Journal Article > Government Resource
Characteristics of initial prescription episodes and likelihood of long-term opioid use—United States, 2006–2015.
- Classic
Shah A, Hayes CJ, Martin BC. MMWR Morb Mortal Wkly Rep. 2017;66:265-269.
Opioid use has become a growing patient safety concern. Recent studies have documented wide variation in opioid prescribing for acute pain and a significant rate of chronic opioid use after patients receive a first prescription for an acute indication. This retrospective medical record review study identified risk factors for remaining on an opioid medication for more than 1 year following their initial prescription. Older, female, and publicly or self-insured patients were more likely to remain on an opioid compared with younger, male, and privately insured patients. Patients started on higher doses (cumulative dose ≥ 700 mg morphine equivalent), provided prescriptions with longer duration (more than 10 days), or given 3 or more prescriptions for opioids were most likely to continue to use opioid medications 1 year later. The authors recommend prescribing fewer than 7 days of opioids for acute pain and adhering to the Centers for Disease Control and Prevention guideline for opioid use to improve prescribing practices.
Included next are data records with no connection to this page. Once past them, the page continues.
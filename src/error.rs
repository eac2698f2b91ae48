//! Error types.
//!
//! Two layers:
//!
//! | Type | Raised by | Meaning |
//! |------|-----------|---------|
//! | [`ServiceError`] | [`QuantumService`] implementations | What the remote service reported |
//! | [`BraketError`] | every core component | Typed failure of a core operation |
//!
//! [`BraketError`] variants are categorized by what the caller should do:
//!
//! | Category | Variants | Recovery |
//! |----------|----------|----------|
//! | **Input** | `Validation`, `InvalidDevice`, `NotFound` | Fix input |
//! | **Not yet** | `Pending` | Re-invoke later |
//! | **Local** | `Persistence`, `Capability` | Fix environment / build |
//! | **Remote** | `Backend` | Depends on the wrapped [`ServiceError`] |
//!
//! Errors only become data at the tool boundary (see [`crate::tools`]).
//!
//! [`QuantumService`]: crate::service::QuantumService

use std::path::PathBuf;

use thiserror::Error;

use crate::task::TaskStatus;

/// Failures reported by the remote execution service.
#[derive(Debug, Clone, Error, PartialEq, Eq)]
#[non_exhaustive]
pub enum ServiceError {
    /// The requested task or device does not exist on the service.
    #[error("resource not found: {0}")]
    NotFound(String),

    /// The service cannot be reached (transient).
    #[error("service unavailable: {0}")]
    Unavailable(String),

    /// Credentials were rejected or have expired.
    #[error("authentication failed: {0}")]
    Authentication(String),

    /// Request rate exceeded (transient).
    #[error("request throttled: {0}")]
    Throttled(String),

    /// The service refused the request as submitted.
    #[error("request rejected: {0}")]
    Rejected(String),

    /// Anything else the service surfaced.
    #[error("internal service error: {0}")]
    Internal(String),
}

impl ServiceError {
    /// Returns `true` if the same request may succeed later.
    pub fn is_transient(&self) -> bool {
        matches!(self, Self::Unavailable(_) | Self::Throttled(_))
    }
}

/// Result type returned by [`QuantumService`](crate::service::QuantumService).
pub type ServiceResult<T> = Result<T, ServiceError>;

/// Errors raised by the core components.
#[derive(Debug, Error)]
#[non_exhaustive]
pub enum BraketError {
    /// Malformed input: unparseable program text, non-positive shots, bad filter.
    #[error("validation failed: {0}")]
    Validation(String),

    /// Unknown task or device identifier.
    #[error("not found: {0}")]
    NotFound(String),

    /// Result requested before the task reached a terminal state.
    #[error("task {task_id} is not finished yet (status: {status})")]
    Pending {
        /// Task that was asked for.
        task_id: String,
        /// Status observed at call time.
        status: TaskStatus,
    },

    /// The device identifier is not in the catalog.
    #[error("invalid device: {0}")]
    InvalidDevice(String),

    /// Writing an artifact to disk failed.
    #[error("could not write {}: {source}", path.display())]
    Persistence {
        /// Target that could not be written.
        path: PathBuf,
        /// Underlying I/O failure.
        #[source]
        source: std::io::Error,
    },

    /// An optional feature is not available in this build.
    #[error("capability unavailable: {0}")]
    Capability(String),

    /// Failure surfaced by the remote execution service.
    #[error("backend error: {0}")]
    Backend(ServiceError),
}

impl BraketError {
    /// Stable name of the error category, used as `error_type` in tool responses.
    pub fn kind(&self) -> &'static str {
        match self {
            Self::Validation(_) => "ValidationError",
            Self::NotFound(_) => "NotFoundError",
            Self::Pending { .. } => "PendingError",
            Self::InvalidDevice(_) => "InvalidDeviceError",
            Self::Persistence { .. } => "PersistenceError",
            Self::Capability(_) => "CapabilityError",
            Self::Backend(_) => "BackendError",
        }
    }

    /// Returns `true` if re-invoking the same operation later may succeed.
    pub fn is_retryable(&self) -> bool {
        match self {
            Self::Pending { .. } => true,
            Self::Backend(err) => err.is_transient(),
            _ => false,
        }
    }
}

impl From<ServiceError> for BraketError {
    fn from(err: ServiceError) -> Self {
        match err {
            ServiceError::NotFound(what) => Self::NotFound(what),
            other => Self::Backend(other),
        }
    }
}

/// Result type for core operations.
pub type BraketResult<T> = Result<T, BraketError>;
Journal Article > Commentary
Leveraging the Partnership for Patients' initiative to improve patient safety and quality within the Military Health System.
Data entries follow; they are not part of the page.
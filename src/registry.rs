//! Task submission and tracking.
//!
//! The registry keeps no state of its own: every read goes to the service,
//! so what it reports is what the service reported at call time. It never
//! polls and never waits for a task to finish. `get_result` and `cancel`
//! read the status first, so a service that steps tasks on reads (such as
//! [`LocalService`](crate::local::LocalService)) sees those reads too.
//!
//! | Operation | Non-terminal task | Terminal task |
//! |-----------|-------------------|---------------|
//! | `get_status` | current status | current status |
//! | `get_result` | `Pending` error | result (empty counts unless `COMPLETED`) |
//! | `cancel` | asks the service | `false`, nothing sent |

use std::sync::Arc;

use tracing::{info, warn};

use crate::catalog::{self, DeviceCatalog};
use crate::circuit::CircuitProgram;
use crate::error::{BraketError, BraketResult, ServiceError};
use crate::result::TaskResult;
use crate::service::{QuantumService, TaskRequest};
use crate::task::{ExecutionTask, OutputLocation, TaskId, TaskQuery, TaskStatus, TaskSummary};

/// Submits tasks and reads their state from the service.
#[derive(Clone)]
pub struct TaskRegistry {
    service: Arc<dyn QuantumService>,
    catalog: DeviceCatalog,
}

fn check_task_id(task_id: &TaskId) -> BraketResult<()> {
    if task_id.as_str().trim().is_empty() {
        return Err(BraketError::Validation("task_id must not be empty".into()));
    }
    Ok(())
}

impl TaskRegistry {
    /// Create a registry over a service.
    pub fn new(service: Arc<dyn QuantumService>) -> Self {
        Self {
            catalog: DeviceCatalog::new(Arc::clone(&service)),
            service,
        }
    }

    /// Submit a verified program.
    ///
    /// Returns as soon as the service has created the task.
    ///
    /// # Errors
    ///
    /// - `Validation` if `shots` is zero or above the device limit, or the
    ///   program does not fit the device
    /// - `InvalidDevice` if the device is not in the catalog
    pub async fn submit(
        &self,
        program: &CircuitProgram,
        device_arn: &str,
        shots: u32,
        output_location: Option<OutputLocation>,
    ) -> BraketResult<TaskId> {
        if shots == 0 {
            return Err(BraketError::Validation("shots must be at least 1".into()));
        }
        let device = match self.catalog.get_device_info(device_arn).await {
            Ok(device) => device,
            Err(BraketError::NotFound(_)) => {
                return Err(BraketError::InvalidDevice(device_arn.to_string()));
            }
            Err(err) => return Err(err),
        };
        if shots > device.capabilities.max_shots {
            return Err(BraketError::Validation(format!(
                "shots must be at most {} on {}",
                device.capabilities.max_shots, device.device_name
            )));
        }
        catalog::validate(program, &device).into_result(&device.device_arn)?;

        let task = self
            .service
            .create_task(TaskRequest {
                device_arn: device.device_arn.clone(),
                program: program.source().to_string(),
                shots,
                output_location,
            })
            .await?;
        info!(
            task_id = %task.task_id,
            device = %task.device_arn,
            shots,
            status = %task.status,
            "submitted quantum task"
        );
        Ok(task.task_id)
    }

    /// Current state of a task.
    pub async fn get_status(&self, task_id: &TaskId) -> BraketResult<ExecutionTask> {
        check_task_id(task_id)?;
        Ok(self.service.get_task(task_id).await?)
    }

    /// Result of a finished task.
    ///
    /// # Errors
    ///
    /// - `Pending` while the task is `CREATED`, `QUEUED` or `RUNNING`
    /// - `NotFound` for an unknown task
    /// - `Backend` if the service returns counts that do not add up
    pub async fn get_result(&self, task_id: &TaskId) -> BraketResult<TaskResult> {
        let task = self.get_status(task_id).await?;
        match task.status {
            TaskStatus::Completed => {
                let result = self.service.get_result(task_id).await?;
                if let Err(err) = result.check() {
                    warn!(task_id = %task_id, error = %err, "service returned a malformed result");
                    return Err(BraketError::Backend(ServiceError::Internal(format!(
                        "malformed result for task {task_id}: {err}"
                    ))));
                }
                Ok(result)
            }
            TaskStatus::Failed | TaskStatus::Cancelled => Ok(TaskResult::unfinished(&task)),
            status => Err(BraketError::Pending {
                task_id: task_id.to_string(),
                status,
            }),
        }
    }

    /// Request cancellation.
    ///
    /// Returns `false` without contacting the service for a terminal task.
    pub async fn cancel(&self, task_id: &TaskId) -> BraketResult<bool> {
        let task = self.get_status(task_id).await?;
        if task.status.is_terminal() {
            info!(
                task_id = %task_id,
                status = %task.status,
                "task already finished, not cancelling"
            );
            return Ok(false);
        }
        let accepted = self.service.cancel_task(task_id).await?;
        info!(task_id = %task_id, accepted, "cancellation requested");
        Ok(accepted)
    }

    /// Tasks matching every filter in `query`, at most `query.max_results`.
    pub async fn search(&self, query: &TaskQuery) -> BraketResult<Vec<TaskSummary>> {
        if query.max_results == 0 {
            return Err(BraketError::Validation("max_results must be at least 1".into()));
        }
        let found = self.service.search_tasks(query).await?;
        Ok(found
            .into_iter()
            .filter(|summary| query.matches(summary))
            .take(query.max_results)
            .collect())
    }
}

impl std::fmt::Debug for TaskRegistry {
    fn fmt(&self, f: &mut std::fmt::Formatter<'_>) -> std::fmt::Result {
        f.debug_struct("TaskRegistry")
            .field("service", &self.service.name())
            .finish()
    }
}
King HB, Kesling K, Birk C, et al. Mil Med. 2017;182:e1612-e1619.
The Partnership for Patients is a government initiative to reduce health care–acquired conditions. This commentary describes a large-scale implementation of the Partnership for Patient methods across the Military Health System. The authors report the results of the program and recommend continuous leadership engagement to achieve success.
Journal Article > Review
Safe practices for copy and paste in the EHR. Systematic review, recommendations, and novel model for health IT collaboration.
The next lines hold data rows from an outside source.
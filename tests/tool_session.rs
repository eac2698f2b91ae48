//! End-to-end tool sessions against the in-process service.

use std::path::PathBuf;
use std::sync::Arc;
use std::sync::atomic::{AtomicUsize, Ordering};

use async_trait::async_trait;
use braket_tools::config::{REGION_ENV, WORKSPACE_DIR_ENV};
use braket_tools::{
    Connector, LocalConnector, QuantumService, ServiceError, ServiceResult, Settings, ToolRouter,
};
use serde_json::{Value, json};

fn settings_for(dir: PathBuf) -> impl Fn() -> Settings + Send + Sync + 'static {
    move || {
        let dir = dir.display().to_string();
        Settings::from_lookup(|key| match key {
            WORKSPACE_DIR_ENV => Some(dir.clone()),
            REGION_ENV => Some("eu-west-2".to_string()),
            _ => None,
        })
    }
}

async fn call(router: &ToolRouter, tool: &str, args: Value) -> Value {
    router.handle_tool_call(tool, args).await
}

#[tokio::test]
async fn bell_pair_session() {
    let dir = tempfile::tempdir().unwrap();
    let router = ToolRouter::with_settings(LocalConnector, settings_for(dir.path().to_path_buf()));

    let args = json!({"filename": "circuits/bell.qasm"});
    let bell = call(&router, "create_bell_pair_circuit", args).await;
    assert_eq!(bell["success"], true, "{bell}");
    assert_eq!(bell["num_qubits"], 2);
    assert!(dir.path().join("circuits/bell.qasm").exists());

    let task = call(
        &router,
        "run_quantum_task",
        json!({"qasm_program": bell["qasm_program"], "shots": 200, "s3_bucket": "results"}),
    )
    .await;
    assert_eq!(task["success"], true, "{task}");
    assert_eq!(task["status"], "CREATED");
    let task_id = task["task_id"].as_str().unwrap().to_string();
    assert!(task_id.starts_with("arn:aws:braket:eu-west-2:"));

    let mut status = String::new();
    for _ in 0..10 {
        let reply = call(&router, "get_task_status", json!({"task_id": task_id})).await;
        status = reply["status"].as_str().unwrap().to_string();
        if status == "COMPLETED" {
            break;
        }
    }
    assert_eq!(status, "COMPLETED");

    let result = call(&router, "get_task_result", json!({"task_id": task_id})).await;
    assert_eq!(result["success"], true, "{result}");
    assert_eq!(result["shots"], 200);
    assert_eq!(result["counts"]["00"], 100);
    assert_eq!(result["counts"]["11"], 100);

    let mut result_doc = result.clone();
    result_doc.as_object_mut().unwrap().remove("success");

    let chart = call(&router, "visualize_results", json!({"result": result_doc})).await;
    assert_eq!(chart["format"], "text");
    assert!(chart["content"].as_str().unwrap().contains("00 │"));

    let described = call(
        &router,
        "describe_visualization",
        json!({"visualization_data": {"result": result_doc}}),
    )
    .await;
    assert_eq!(described["type"], "results_description");
    assert_eq!(described["description"]["pattern"], "correlated");

    let found = call(&router, "search_quantum_tasks", json!({"state": "COMPLETED"})).await;
    assert_eq!(found["count"], 1);
    assert_eq!(found["tasks"][0]["task_id"], task_id.as_str());

    let late_cancel = call(&router, "cancel_quantum_task", json!({"task_id": task_id})).await;
    assert_eq!(late_cancel["cancelled"], false);
    assert_eq!(late_cancel["status"], "COMPLETED");
}

#[tokio::test]
async fn device_catalog_session() {
    let dir = tempfile::tempdir().unwrap();
    let router = ToolRouter::with_settings(LocalConnector, settings_for(dir.path().to_path_buf()));

    let devices = call(&router, "list_devices", json!({})).await;
    let listed = devices["devices"].as_array().unwrap();
    assert!(listed.iter().any(|d| d["device_name"] == "SV1"));

    let aquila = listed
        .iter()
        .find(|d| d["device_name"] == "Aquila")
        .unwrap()
        .clone();
    let info = call(&router, "get_device_info", json!({"device_arn": aquila["device_arn"]})).await;
    assert_eq!(info["device_status"], "OFFLINE");

    let rejected = call(
        &router,
        "run_quantum_task",
        json!({"qasm_program": "qubit q;\nh q;", "device_arn": aquila["device_arn"]}),
    )
    .await;
    assert_eq!(rejected["success"], false);
    assert_eq!(rejected["error_type"], "ValidationError");

    let resource = router.read_resource("amazon-braket://devices").await.unwrap();
    assert_eq!(resource["devices"].as_array().unwrap().len(), listed.len());
}

fn assert_rejected(reply: &Value, error_type: &str) {
    assert_eq!(reply["success"], false, "{reply}");
    assert_eq!(reply["error_type"], error_type, "{reply}");
}

#[tokio::test]
async fn oversized_inputs_are_rejected() {
    let dir = tempfile::tempdir().unwrap();
    let router = ToolRouter::with_settings(LocalConnector, settings_for(dir.path().to_path_buf()));

    let args = json!({"qasm_program": "qubit[4000000000] q;"});
    assert_rejected(&call(&router, "create_quantum_circuit", args).await, "ValidationError");

    let huge = json!({"num_qubits": 4_000_000_000u32, "gates": [{"name": "h", "qubits": [0]}]});
    let args = json!({"circuit": huge});
    assert_rejected(&call(&router, "visualize_circuit", args).await, "ValidationError");
    let args = json!({"visualization_data": {"circuit_def": huge}});
    assert_rejected(&call(&router, "describe_visualization", args).await, "ValidationError");
    let args = json!({"circuit": huge, "shots": 10});
    assert_rejected(&call(&router, "run_quantum_task", args).await, "ValidationError");

    let result = json!({
        "task_id": "arn:aws:braket:eu-west-2:000000000000:quantum-task/overflow",
        "status": "COMPLETED",
        "counts": {"0": u64::MAX, "1": 1},
        "device_arn": "arn:aws:braket:::device/quantum-simulator/amazon/sv1",
        "shots": 1,
    });
    let args = json!({"result": result});
    assert_rejected(&call(&router, "visualize_results", args).await, "ValidationError");
    let args = json!({"result": result, "format": "svg"});
    assert_rejected(&call(&router, "visualize_results", args).await, "ValidationError");
    let args = json!({"visualization_data": {"result": result}});
    assert_rejected(&call(&router, "describe_visualization", args).await, "ValidationError");

    // Still serving after the rejections.
    let ghz = call(&router, "create_ghz_circuit", json!({"num_qubits": 3})).await;
    assert_eq!(ghz["success"], true, "{ghz}");
}

#[tokio::test]
async fn saved_files_stay_in_the_workspace() {
    let root = tempfile::tempdir().unwrap();
    let outside = tempfile::tempdir().unwrap();
    let workspace = root.path().join("workspace");
    let router = ToolRouter::with_settings(LocalConnector, settings_for(workspace.clone()));

    let absolute = outside.path().join("escaped.qasm");
    let filename = absolute.display().to_string();
    let args = json!({"qasm_program": "qubit q;\nh q;", "filename": filename});
    assert_rejected(&call(&router, "create_quantum_circuit", args).await, "ValidationError");
    assert!(!absolute.exists());

    let args = json!({"filename": "../escaped.qasm"});
    assert_rejected(&call(&router, "create_bell_pair_circuit", args).await, "ValidationError");
    assert!(!root.path().join("escaped.qasm").exists());

    let args = json!({"filename": "nested/../../escaped.qasm", "num_qubits": 2});
    assert_rejected(&call(&router, "create_ghz_circuit", args).await, "ValidationError");
    assert!(!root.path().join("escaped.qasm").exists());

    let args = json!({"filename": "nested/ghz.qasm", "num_qubits": 2});
    let saved = call(&router, "create_ghz_circuit", args).await;
    assert_eq!(saved["success"], true, "{saved}");
    assert!(workspace.join("nested/ghz.qasm").exists());
}

#[tokio::test]
async fn unknown_device_is_not_found() {
    let dir = tempfile::tempdir().unwrap();
    let router = ToolRouter::with_settings(LocalConnector, settings_for(dir.path().to_path_buf()));

    let args = json!({"device_arn": "arn:aws:braket:::device/qpu/nobody/nothing"});
    assert_rejected(&call(&router, "get_device_info", args).await, "NotFoundError");
    let args = json!({"device_arn": "  "});
    assert_rejected(&call(&router, "get_device_info", args).await, "ValidationError");
}

struct FlakyConnector {
    attempts: AtomicUsize,
}

#[async_trait]
impl Connector for FlakyConnector {
    async fn connect(&self, settings: &Settings) -> ServiceResult<Arc<dyn QuantumService>> {
        if self.attempts.fetch_add(1, Ordering::SeqCst) == 0 {
            return Err(ServiceError::Unavailable("endpoint unreachable".into()));
        }
        LocalConnector.connect(settings).await
    }
}

#[tokio::test]
async fn connection_failure_is_reported_then_retried() {
    let dir = tempfile::tempdir().unwrap();
    let router = ToolRouter::with_settings(
        FlakyConnector { attempts: AtomicUsize::new(0) },
        settings_for(dir.path().to_path_buf()),
    );

    // Circuit tools never touch the service.
    let ghz = call(&router, "create_ghz_circuit", json!({"num_qubits": 4})).await;
    assert_eq!(ghz["success"], true);

    let first = call(&router, "list_devices", json!({})).await;
    assert_eq!(first["success"], false);
    assert_eq!(first["error_type"], "BackendError");

    let second = call(&router, "list_devices", json!({})).await;
    assert_eq!(second["success"], true);
}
Tsou AY, Lehmann CU, Michel J, Solomon R, Possanza L, Gandhi T. Appl Clin Inform. 2017;8:12-34.
The copy-and-paste phenomenon represents one of the unintended consequences of electronic health record implementation and may introduce risks to patient care. The authors of this systematic review concluded that though copying and pasting information is common, the evidence supporting an adverse impact on patient safety remains limited.
Book/Report
Learning, Candour and Accountability. A Review of the Way NHS Trusts Review and Investigate the Deaths of Patients in England.
Newcastle Upon Tyne, UK: Care Quality Commission; December 2016. CQC-356-122016.
Patients and families can contribute to improvement when they are treated with respect and openness. This report explored the extent to which those characteristics are present in National Health Service (NHS) investigations regarding patient deaths and found them to be lacking, particularly in cases involving patients with mental health conditions or learning disabilities. The authors recommend a framework to guide behaviors consistently across the NHS to improve the timeliness and quality of investigations and ensure system-level learning.